CURRENT AND FUTURE
The electric i3 sells more and more each year
BMW’s i3 electric vehicle isn’t popular in Australia. Fewer than 500 have been sold here since it went on sale in 2014. Despite this, the innovative little battery-powered fourseater seems headed for cult classic status.
It will stay in production well into the next decade, promises Klaus Froelich, BMW’s development chief, in an interview at the recent Paris motor show.
Global sales of the i3 have grown every year since it was introduced in 2013.
Cars produced for a long time, such as the original Beetle and Mini, often end up becoming timeless classics. More recently, Land Rover’s Defender was built from 1983 to 2016 without its exterior design being changed.
“Every year we have a new sales record in the i3,” Froelich says.
“Because the (EV) segment is growing, the i3 is growing with the segment. So last year we had the highest sales volumes, this year we will have the highest sales volumes; with a four, fiveyear-old car.”
In its first full year on sale, 2014, about 16,000 examples of the i3 were bought globally. Last year, BMW sold more than 31,000 around the world.
The i3 will remain in production as long as the customer demand is growing, says Froelich. “Of course I have to update things but this car will have the highest sales figures beyond 2020.”
The updates to the i3 are regular. The company recently announced an improved battery pack for the EV. It will go on sale in Australia next year.
Exactly the same size as the original 22kWh pack in the original i3, the new one can store 42kWh of electrical energy, doubling the EV’s driving range to more than 200km in the real world.
The i3 is manufactured in a special section of BMW’s Leipzig factory, adjacent to lines where the small 1 Series and 2 Series are built.
It has an aluminium ladder chassis boxing its underfloor battery pack and plastic-panelled carbon-fibre body structure, so building the rear-drive i3 isn’t like building a steel-bodied car.
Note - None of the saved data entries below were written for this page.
//! Primary and backup frequency selection from NASR tower records.
//!
//! Primary approach/departure frequencies sit in a structured slot, so the
//! first frequency-shaped token on a marked line is taken. Backup center
//! frequencies are buried in prose remarks and are only accepted when a cue
//! word (`ON`, `FREQS`) immediately precedes them.

use anyhow::{Context, Result, bail};
use regex::Regex;
use serde::{Deserialize, Serialize};

use super::airports::FacilityMap;
use super::classify::RecordKind;
use super::schema::TowerSchema;

/// Marker and pattern configuration for frequency selection.
#[derive(Debug, Clone, PartialEq, Serialize, Deserialize)]
#[serde(default)]
pub struct FrequencyRules {
    /// A primary record must mention one of these
    pub primary_markers: Vec<String>,
    pub primary_pattern: String,
    /// A remarks record must mention one of these
    pub backup_markers: Vec<String>,
    /// Words that must directly precede a backup frequency
    pub backup_cue_words: Vec<String>,
    pub backup_frequency_pattern: String,
}

impl Default for FrequencyRules {
    fn default() -> Self {
        FrequencyRules {
            primary_markers: vec!["APCH".to_string(), "DEP".to_string()],
            primary_pattern: r"\d{3}\.\d{1,3}".to_string(),
            backup_markers: vec!["ARTCC".to_string(), "Z".to_string()],
            backup_cue_words: vec!["ON".to_string(), "FREQS".to_string()],
            backup_frequency_pattern: r"\d{3}\.\d{1,3}".to_string(),
        }
    }
}

/// Compiled form of [`FrequencyRules`].
#[derive(Debug, Clone)]
pub struct FrequencyMatcher {
    primary_markers: Vec<String>,
    primary: Regex,
    backup_markers: Vec<String>,
    backup: Regex,
}

fn mentions_any(line: &str, markers: &[String]) -> bool {
    markers.iter().any(|marker| line.contains(marker.as_str()))
}

impl FrequencyMatcher {
    pub fn new(rules: &FrequencyRules) -> Result<Self> {
        if rules.backup_cue_words.is_empty() {
            bail!("At least one backup cue word is required");
        }

        let primary = Regex::new(&rules.primary_pattern)
            .with_context(|| format!("Invalid primary pattern '{}'", rules.primary_pattern))?;

        let cues = rules
            .backup_cue_words
            .iter()
            .map(|word| regex::escape(word))
            .collect::<Vec<_>>()
            .join("|");
        let backup_pattern = format!(
            r"\b(?:{})\s+({})",
            cues, rules.backup_frequency_pattern
        );
        let backup = Regex::new(&backup_pattern)
            .with_context(|| format!("Invalid backup pattern '{}'", backup_pattern))?;

        Ok(FrequencyMatcher {
            primary_markers: rules.primary_markers.clone(),
            primary,
            backup_markers: rules.backup_markers.clone(),
            backup,
        })
    }

    /// First frequency on a primary record that mentions approach or departure.
    pub fn primary_frequency<'a>(&self, line: &'a str) -> Option<&'a str> {
        if !mentions_any(line, &self.primary_markers) {
            return None;
        }
        self.primary.find(line).map(|m| m.as_str())
    }

    /// Cue-word anchored frequency on a remarks record that mentions the center.
    pub fn backup_frequency<'a>(&self, line: &'a str) -> Option<&'a str> {
        if !mentions_any(line, &self.backup_markers) {
            return None;
        }
        self.backup
            .captures(line)
            .and_then(|caps| caps.get(1))
            .map(|m| m.as_str())
    }
}

/// Patch a tower record's frequency into the facility it names.
///
/// Only facilities already built from airport records are touched, and a
/// field that already holds a frequency is left alone. Returns whether a
/// field was written.
pub fn apply_tower_line(
    facilities: &mut FacilityMap,
    kind: RecordKind,
    line: &str,
    schema: &TowerSchema,
    matcher: &FrequencyMatcher,
) -> bool {
    let id = schema.id.extract(line);
    let Some(facility) = facilities.get_mut(id) else {
        return false;
    };

    match kind {
        RecordKind::TowerPrimary => matcher
            .primary_frequency(line)
            .is_some_and(|freq| facility.offer_primary_freq(freq)),
        RecordKind::TowerRemarks => matcher
            .backup_frequency(line)
            .is_some_and(|freq| facility.offer_center_freq(freq)),
        _ => false,
    }
}
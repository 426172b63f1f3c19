pub mod api;
pub mod session;

mod tests;

pub use api::YouTubeApiClient;
pub use session::{split_tags, YouTubeSession};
As it requires a different assembly line, keeping the i3 in production doesn’t block any new model planned by BMW, Froelich says.
But what will guarantee the i3’s future status is the fact that BMW will not build another car like it. Its innovative construction, especially the carbon-fibre structure, won’t be used for any future affordable EV.
“We learned a lot on the i3, different technologies,” the development boss says. “But to make a shell out of carbon-fibre in the citycar segment, this is not financially viable.”
BMW has a bunch more EVs in the pipeline. The iX3, an SUV that’s also an EV, is due in 2020. A year later the company will launch the i4, a four-door coupe EV, and its top-tech EV, currently known only as the iNext.
And the enduring i3 will be there to keep them company in showrooms ...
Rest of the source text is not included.